Quatrièmement. Nous dénonçons les agressions que subissent constamment les conseils de bon gouvernement et les bases de soutien de l’Armée zapatiste de libération nationale (EZLN), de la part des gouvernements de la Fédération, de l’État et des municipalités, ainsi que des membres de partis politiques comme le PRI, le PVEM et le PRD, et des organisations paramilitaires comme l’Organisation régionale des caféiculteurs d’Ocosingo (ORCAO). Nous appelons les hommes et les femmes du monde entier à trouver le chemin pour être aux côtés des communautés zapatistes et leur apporter leur soutien dans la lutte qu’ils livrent contre la politique néolibérale qui cherche à les opposer sur le territoire libéré depuis qu’ils ont récupéré les terres en 1994. Nous exigeons la liberté de notre frère Alberto Patishtán, injustement emprisonné depuis des années.

Cinquièmement. Devant la situation que vit notre pays, pleine d’insécurité, d’agressions constantes, de harcèlement, de menaces, de disparitions, d’enlèvements et de meurtres de nos frères et sœurs sur tout le territoire mexicain, nous avons décidé de nous déclarer en session permanente, dans le but de donner une réponse rapide et ainsi d’éviter l’impunité, l’injustice, et surtout de rester vigilants pour vivre en paix, en toute tranquillité à l’intérieur de nos communautés.

Sixièmement. Nous revendiquons une nouvelle fois les Accords de San Andrés comme notre Constitution pour atteindre l’autonomie, la libre autodétermination de nos peuples et la reconstitution intégrale des peuples indigènes de notre pays, le Mexique.

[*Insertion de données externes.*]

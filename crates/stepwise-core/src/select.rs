//! Candidate route evaluation and best-route selection.

use crate::elevation::{sample_elevations, ElevationProvider};
use crate::models::{Geometry, Instruction, Point, Route, ScoreBreakdown, Selection};
use crate::polyline::decode_polyline;
use crate::score::{score_route, ScoreWeights};
use crate::slope::estimate_slope;
use crate::steps::{count_turns, flatten_steps};
use crate::DEFAULT_STRIDE;
use futures::stream::{self, StreamExt};
use thiserror::Error;

/// Upper bound on in-flight candidate evaluations, so a batch of
/// alternatives cannot flood the elevation service with parallel requests.
const MAX_CONCURRENT_EVALS: usize = 4;

/// Options for one evaluation pass.
#[derive(Debug, Clone)]
pub struct EvalOptions {
    pub weights: ScoreWeights,
    /// Geometry subsampling interval for elevation lookup.
    pub stride: usize,
}

impl Default for EvalOptions {
    fn default() -> Self {
        Self {
            weights: ScoreWeights::default(),
            stride: DEFAULT_STRIDE,
        }
    }
}

/// The candidate set was empty, or every candidate was filtered out.
#[derive(Debug, Error)]
#[error("no viable route among the candidates")]
pub struct NoRouteError;

/// Evaluate all candidates and pick the one with the lowest score.
///
/// Candidates without legs, without steps, or without a duration are
/// filtered out rather than treated as errors. Evaluation runs concurrently
/// across candidates, with a small fixed bound on in-flight requests, but
/// results are reduced in input order, so a tie always resolves to the
/// candidate with the lowest original index.
pub async fn select_best(
    routes: &[Route],
    provider: &impl ElevationProvider,
    options: &EvalOptions,
) -> Result<Selection, NoRouteError> {
    let evaluations: Vec<Option<ScoreBreakdown>> = stream::iter(
        routes
            .iter()
            .enumerate()
            .map(|(index, route)| evaluate_candidate(index, route, provider, options)),
    )
    .buffered(MAX_CONCURRENT_EVALS)
    .collect()
    .await;

    let candidates: Vec<ScoreBreakdown> = evaluations.into_iter().flatten().collect();

    let mut best: Option<&ScoreBreakdown> = None;
    for breakdown in &candidates {
        match best {
            // Strict less-than: the earliest candidate wins ties.
            Some(current) if breakdown.score < current.score => best = Some(breakdown),
            Some(_) => {}
            None => best = Some(breakdown),
        }
    }

    let best = best.cloned().ok_or(NoRouteError)?;
    tracing::debug!(
        best_index = best.index,
        score = best.score,
        evaluated = candidates.len(),
        "selected route"
    );
    Ok(Selection {
        best_index: best.index,
        best,
        candidates,
    })
}

/// Run the full pipeline for one candidate: flatten, decode, sample,
/// estimate, score. Returns `None` for filtered-out candidates.
async fn evaluate_candidate(
    index: usize,
    route: &Route,
    provider: &impl ElevationProvider,
    options: &EvalOptions,
) -> Option<ScoreBreakdown> {
    // A route we cannot time cannot be ranked against the others.
    let duration_s = route.duration_s?;

    if route.legs.is_empty() {
        return None;
    }
    let mut leaves: Vec<&Instruction> = Vec::new();
    for leg in &route.legs {
        leaves.extend(flatten_steps(&leg.steps));
    }
    if leaves.is_empty() {
        return None;
    }

    let points = geometry_points(index, &route.geometry);
    let samples = sample_elevations(&points, options.stride, provider).await;
    let slope_factor = estimate_slope(&samples);

    let step_count = leaves.len();
    let turn_count = count_turns(&leaves);
    let score = score_route(duration_s, slope_factor, step_count, turn_count, &options.weights);

    Some(ScoreBreakdown {
        index,
        duration_s,
        slope_factor,
        step_count,
        turn_count,
        score,
    })
}

/// Resolve a route's geometry to points. A malformed encoded polyline
/// degrades to an empty geometry (slope 0) instead of excluding the route.
fn geometry_points(index: usize, geometry: &Geometry) -> Vec<Point> {
    match geometry {
        Geometry::Points(points) => points.clone(),
        Geometry::Encoded(encoded) => match decode_polyline(encoded) {
            Ok(points) => points,
            Err(err) => {
                tracing::warn!(candidate = index, "bad route geometry, slope defaults to 0: {err}");
                Vec::new()
            }
        },
    }
}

Septièmement. Nous invitons la communauté nationale et internationale, les hommes et les femmes, les jeunes, les vieillards, à garder leur cœur sain afin de se joindre aux actions de soutien pour la défense de notre culture, de notre terre et nos territoires, de nos lieux sacrés, de nos aliments et plantes, de notre lutte pacifique, et pour ne pas permettre que les politiques néolibérales nous détruisent.

Jamais plus un Mexique sans nous !

Congrès national indigène
Ville de Mexico (District fédéral),
le 30 août 2012.

Traduit par el Viejo.

Notes

[1Il existe dans la loi mexicaine deux sortes de terre collective : celle des communautés indigènes, la terre communale, est intouchable ; celle des ejidos, communautés paysannes pas forcément indiennes, peut en revanche être morcelée et vendue par lots — chaque membre pouvant réclamer « sa part » — depuis la réforme de l’article 27 de la Constitution imposée par le président Salinas de Gortari en 1992. NdT.

[2Accord de libre-échange nord-américain, signé en 1992 entre les États-Unis, le Mexique et le Canada.